“Ah, Sir Gad-about!” he exclaimed in a harsh, squeaky voice as he perceived Sah-luma—“Back again from your self-advertising in the city! Is there any poor soul left in Al-Kyris whose ears have not been deafened by the parrot-cry of the name of Sah-luma?—If there is,—at him, at him, my dainty warbler of tiresome trills!—at him, and storm his senses with a rhodomontade of rhymes without reason!—at him, Immortal of the Immortals!—Bard of Bards!—stuff him with quatrains and sextains!—beat him with blank verse, blank of all meaning!—lash him with ballad and sonnet-scourges, till the tortured wretch, howling for mercy, shall swear that no poet save Sah-luma, ever lived before, or will ever live again, on the face of the shuddering and astonished earth!”
And breathless with this extraordinary outburst, he struck his staff loudly on the floor, and straightway fell into such a violent fit of coughing that his whole lean body shook with the paroxysm.
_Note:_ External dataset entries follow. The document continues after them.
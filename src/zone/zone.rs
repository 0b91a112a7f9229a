use super::io::ZoneSource;
use super::parser::ZoneParser;
use super::{Result, ZoneError};
use crate::dns::{Name, RData, RRset, RecordClass, RecordType, ResourceRecord, Soa};
use std::collections::btree_map::Entry;
use std::collections::{BTreeMap, BTreeSet};
use tracing::{debug, warn};

/// A DNS zone with all its records, grouped into RRsets.
///
/// RRsets are keyed by owner and type. `Name` orders canonically and
/// `RecordType` by code, so iterating the map yields the canonical zone
/// order every consumer relies on.
#[derive(Debug, Clone)]
pub struct Zone {
    origin: Name,
    class: RecordClass,
    rrsets: BTreeMap<(Name, RecordType), RRset>,
}

impl Zone {
    /// Create a new empty zone
    pub fn new(origin: Name, class: RecordClass) -> Self {
        Self {
            origin,
            class,
            rrsets: BTreeMap::new(),
        }
    }

    /// Read and parse a zone from `source`
    pub fn load(source: &dyn ZoneSource) -> Result<Self> {
        Self::load_with_origin(source, None)
    }

    /// Like [`Zone::load`], with an origin for files that lack `$ORIGIN`
    pub fn load_with_origin(source: &dyn ZoneSource, origin: Option<Name>) -> Result<Self> {
        let contents = source.read_to_string()?;

        let mut parser = ZoneParser::new();
        if let Some(origin) = origin {
            parser = parser.with_origin(origin);
        }
        if let Some(dir) = source.base_dir() {
            parser = parser.with_base_dir(dir);
        }

        let records = parser.parse_str(&contents, &source.describe())?;
        let origin = Self::find_origin(&parser, &records)?;
        let zone = Self::from_records(origin, records)?;

        debug!(
            "Loaded zone {} with {} RRsets from {}",
            zone.origin,
            zone.rrsets.len(),
            source.describe()
        );
        Ok(zone)
    }

    /// The zone origin is the SOA owner. Without an SOA, an origin known to
    /// the parser means the SOA is missing; no origin at all means the
    /// origin is unknown.
    fn find_origin(parser: &ZoneParser, records: &[ResourceRecord]) -> Result<Name> {
        let soa_owner = records
            .iter()
            .find(|r| r.rtype == RecordType::SOA)
            .map(|r| r.name.clone());
        match (soa_owner, parser.origin()) {
            (Some(owner), _) => Ok(owner),
            (None, Some(_)) => Err(ZoneError::MissingSOA),
            (None, None) => Err(ZoneError::MissingOrigin(
                "no $ORIGIN, no origin given and no SOA record".to_string(),
            )),
        }
    }

    /// Build a zone from parsed records, enforcing the zone invariants:
    /// exactly one SOA at the origin, every owner inside the origin and one
    /// TTL per RRset. Duplicate records collapse.
    pub fn from_records(origin: Name, records: Vec<ResourceRecord>) -> Result<Self> {
        let class = records
            .iter()
            .find(|r| r.rtype == RecordType::SOA)
            .map(|r| r.class)
            .unwrap_or_default();
        let mut zone = Self::new(origin, class);

        for record in records {
            zone.add_record(record)?;
        }

        zone.validate()?;
        Ok(zone)
    }

    /// Add a record, merging it into its RRset
    pub fn add_record(&mut self, record: ResourceRecord) -> Result<()> {
        if !record.name.is_subdomain_of(&self.origin) {
            return Err(ZoneError::OutOfZone(
                record.name.to_string(),
                self.origin.to_string(),
            ));
        }
        if record.class != self.class {
            return Err(ZoneError::InvalidRecord(format!(
                "{} {} has class {}, zone class is {}",
                record.name, record.rtype, record.class, self.class
            )));
        }

        if record.rtype == RecordType::SOA {
            if record.name != self.origin {
                return Err(ZoneError::InvalidRecord(format!(
                    "SOA record at {} is not at the zone apex {}",
                    record.name, self.origin
                )));
            }
            if let Some(existing) = self.get(&self.origin, RecordType::SOA) {
                if existing.first() != Some(&record.rdata) {
                    return Err(ZoneError::DuplicateSOA);
                }
            }
        }

        match self.rrsets.entry((record.name.clone(), record.rtype)) {
            Entry::Vacant(slot) => {
                slot.insert(RRset::from_record(record));
            }
            Entry::Occupied(mut slot) => {
                let rrset = slot.get_mut();
                if rrset.ttl != record.ttl {
                    // RRSIGs over different types legitimately differ
                    if record.rtype == RecordType::RRSIG {
                        rrset.ttl = rrset.ttl.min(record.ttl);
                    } else {
                        return Err(ZoneError::TtlMismatch {
                            name: record.name.to_string(),
                            rtype: record.rtype.to_string(),
                            first: rrset.ttl,
                            second: record.ttl,
                        });
                    }
                }
                if !rrset.insert(record.rdata) {
                    warn!("Dropping duplicate record at {} {}", rrset.name, rrset.rtype);
                }
            }
        }
        Ok(())
    }

    /// Validate the zone
    pub fn validate(&self) -> Result<()> {
        let soa = self
            .get(&self.origin, RecordType::SOA)
            .ok_or(ZoneError::MissingSOA)?;
        if soa.len() != 1 {
            return Err(ZoneError::DuplicateSOA);
        }

        if self.get(&self.origin, RecordType::NS).is_none() {
            warn!("Zone {} has no NS records at the apex", self.origin);
        }

        for (name, rtype) in self.rrsets.keys() {
            if *rtype == RecordType::CNAME {
                let others = self
                    .types_at(name)
                    .filter(|t| !matches!(t, RecordType::CNAME | RecordType::RRSIG | RecordType::NSEC))
                    .count();
                if others > 0 {
                    return Err(ZoneError::InvalidRecord(format!(
                        "CNAME at {} coexists with other data",
                        name
                    )));
                }
            }
        }

        Ok(())
    }

    pub fn origin(&self) -> &Name {
        &self.origin
    }

    pub fn class(&self) -> RecordClass {
        self.class
    }

    /// The apex SOA RRset
    pub fn soa_rrset(&self) -> Option<&RRset> {
        self.get(&self.origin, RecordType::SOA)
    }

    pub fn soa(&self) -> Option<&Soa> {
        self.soa_rrset().and_then(|set| set.first()).and_then(RData::as_soa)
    }

    /// TTL for denial of existence records: min(SOA TTL, SOA minimum)
    /// (RFC 9077)
    pub fn negative_ttl(&self) -> Option<u32> {
        let rrset = self.soa_rrset()?;
        let soa = self.soa()?;
        Some(rrset.ttl.min(soa.minimum))
    }

    pub fn get(&self, name: &Name, rtype: RecordType) -> Option<&RRset> {
        self.rrsets.get(&(name.clone(), rtype))
    }

    pub fn get_mut(&mut self, name: &Name, rtype: RecordType) -> Option<&mut RRset> {
        self.rrsets.get_mut(&(name.clone(), rtype))
    }

    /// Insert or replace a whole RRset
    pub fn insert_rrset(&mut self, rrset: RRset) -> Option<RRset> {
        self.rrsets
            .insert((rrset.name.clone(), rrset.rtype), rrset)
    }

    pub fn remove_rrset(&mut self, name: &Name, rtype: RecordType) -> Option<RRset> {
        self.rrsets.remove(&(name.clone(), rtype))
    }

    /// Drop every RRset whose type matches `pred`, returning how many went
    pub fn remove_types<F: Fn(RecordType) -> bool>(&mut self, pred: F) -> usize {
        let before = self.rrsets.len();
        self.rrsets.retain(|(_, rtype), _| !pred(*rtype));
        before - self.rrsets.len()
    }

    /// All RRsets in canonical order
    pub fn canonical_order(&self) -> impl Iterator<Item = &RRset> {
        self.rrsets.values()
    }

    /// All records in canonical order
    pub fn records(&self) -> impl Iterator<Item = ResourceRecord> + '_ {
        self.rrsets.values().flat_map(RRset::records)
    }

    pub fn rrset_count(&self) -> usize {
        self.rrsets.len()
    }

    pub fn record_count(&self) -> usize {
        self.rrsets.values().map(RRset::len).sum()
    }

    /// Distinct owner names in canonical order
    pub fn names(&self) -> impl Iterator<Item = &Name> {
        let mut last: Option<&Name> = None;
        self.rrsets.keys().filter_map(move |(name, _)| {
            if last == Some(name) {
                None
            } else {
                last = Some(name);
                Some(name)
            }
        })
    }

    /// Types present at `name`
    pub fn types_at<'a>(&'a self, name: &Name) -> impl Iterator<Item = RecordType> + 'a {
        let start = (name.clone(), RecordType::Unknown(0));
        let name = name.clone();
        self.rrsets
            .range(start..)
            .take_while(move |((n, _), _)| *n == name)
            .map(|((_, t), _)| *t)
    }

    /// RRsets at `name`, in type order
    pub fn rrsets_at<'a>(&'a self, name: &Name) -> impl Iterator<Item = &'a RRset> + 'a {
        let start = (name.clone(), RecordType::Unknown(0));
        let name = name.clone();
        self.rrsets
            .range(start..)
            .take_while(move |((n, _), _)| *n == name)
            .map(|(_, set)| set)
    }

    /// A delegation point: NS records below the apex
    pub fn is_zone_cut(&self, name: &Name) -> bool {
        *name != self.origin && self.get(name, RecordType::NS).is_some()
    }

    /// Delegation points in canonical order
    pub fn zone_cuts(&self) -> Vec<Name> {
        self.rrsets
            .keys()
            .filter(|(name, rtype)| *rtype == RecordType::NS && *name != self.origin)
            .map(|(name, _)| name.clone())
            .collect()
    }

    /// True if `name` lies strictly below a zone cut or a DNAME, so data
    /// there is not authoritative (glue and occluded records).
    pub fn is_occluded(&self, name: &Name) -> bool {
        let mut current = name.parent();
        while let Some(ancestor) = current {
            if !ancestor.is_subdomain_of(&self.origin) || ancestor == self.origin {
                break;
            }
            if self.get(&ancestor, RecordType::NS).is_some()
                || self.get(&ancestor, RecordType::DNAME).is_some()
            {
                return true;
            }
            current = ancestor.parent();
        }
        false
    }

    /// A delegation without a DS RRset
    pub fn is_insecure_delegation(&self, name: &Name) -> bool {
        self.is_zone_cut(name) && self.get(name, RecordType::DS).is_none()
    }

    /// Whether the zone is authoritative for this RRset and so signs it.
    /// At a zone cut only DS and the denial records are.
    pub fn is_authoritative(&self, rrset: &RRset) -> bool {
        if self.is_occluded(&rrset.name) {
            return false;
        }
        if self.is_zone_cut(&rrset.name) {
            return matches!(
                rrset.rtype,
                RecordType::DS | RecordType::NSEC | RecordType::RRSIG
            );
        }
        true
    }

    /// Authoritative RRsets in canonical order
    pub fn authoritative_rrsets(&self) -> impl Iterator<Item = &RRset> {
        self.rrsets
            .values()
            .filter(move |set| self.is_authoritative(set))
    }

    /// Owner names that belong in a denial chain: the apex, names holding
    /// authoritative data and delegation points. Glue is excluded.
    pub fn authoritative_names(&self) -> Vec<Name> {
        self.names()
            .filter(|name| !self.is_occluded(name))
            .filter(|name| {
                // Names holding nothing but denial material from an old run
                self.types_at(name).any(|t| {
                    !matches!(t, RecordType::NSEC | RecordType::NSEC3 | RecordType::RRSIG)
                })
            })
            .cloned()
            .collect()
    }

    /// Names between the apex and `names` that own no records themselves
    pub fn empty_non_terminals<'a, I>(&self, names: I) -> BTreeSet<Name>
    where
        I: IntoIterator<Item = &'a Name>,
    {
        let present: BTreeSet<&Name> = self.names().collect();
        let mut ents = BTreeSet::new();
        for name in names {
            let mut current = name.parent();
            while let Some(ancestor) = current {
                if ancestor == self.origin || !ancestor.is_subdomain_of(&self.origin) {
                    break;
                }
                if !present.contains(&ancestor) {
                    ents.insert(ancestor.clone());
                }
                current = ancestor.parent();
            }
        }
        ents
    }
}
Sah-luma laughed heartily,—laughter in which he was joined by all the assembled maidens, including the gentle, pensive-eyed Niphrata. Standing erect in his glistening princely attire, with one hand resting familiarly on Theos’s arm, and the sparkle of mirth lighting up his handsome features, he formed the greatest contrast imaginable to the little shrunken old personage, who, clinging convulsively to his staff, was entirely absorbed in his efforts to control and overcome his sudden and unpleasant attack of threatened suffocation.
“Theos, my friend,”—he said, still laughing—“Thou must know the admirable Zabastes,—a man of vast importance in his own opinion! Have done with thy wheezing,”—he continued, vehemently thumping the struggling old gentleman on the back—“Here is another one of the minstrel craft thou hatest,—hast aught of bitterness in thy barbed tongue wherewith to welcome him as guest to mine abode?”
Thus adjured, the old man peered up at Theos inquisitively, wiping away the tears that coughing had brought into his eyes, and after a minute or two began also to laugh in a smothered, chuckling way,—a laugh that resembled the croaking of frogs in a marshy pool.
“Another one of the minstrel-craft,” he echoed derisively—“Aye, aye! ... Like meets like, and fools consorts with fool. The guest of Sah-luma, . . Hearken, young man,—” and he drew closer, the malign grin widening on his furrowed face,—“Thou shalt learn enough trash here to stock thee with idiot-songs for a century. Thou shalt gather up such fragments of stupidity, as shall provide thee with food for all the puling love-sick girls of a nation! Dost thou write follies also? ... thou shalt not write them here, thou shalt not even think them!—for here Sah-luma,—the great, the unrivalled Sah-luma,—is sole Lord of the land of Poesy. Poesy,—by all the gods!—I would the accursed art had never been invented ... so might the world have been spared many long-drawn nothings, enwoofed in obscure and distracting phraseology! ... Thou a would-be Poet?—go to!—make brick, mend sandals, dig entrenchments, fight for thy country,—and leave the idle stringing of words, and the tinkling of rhyme, to children like Sah-luma, who play with life instead of living it.”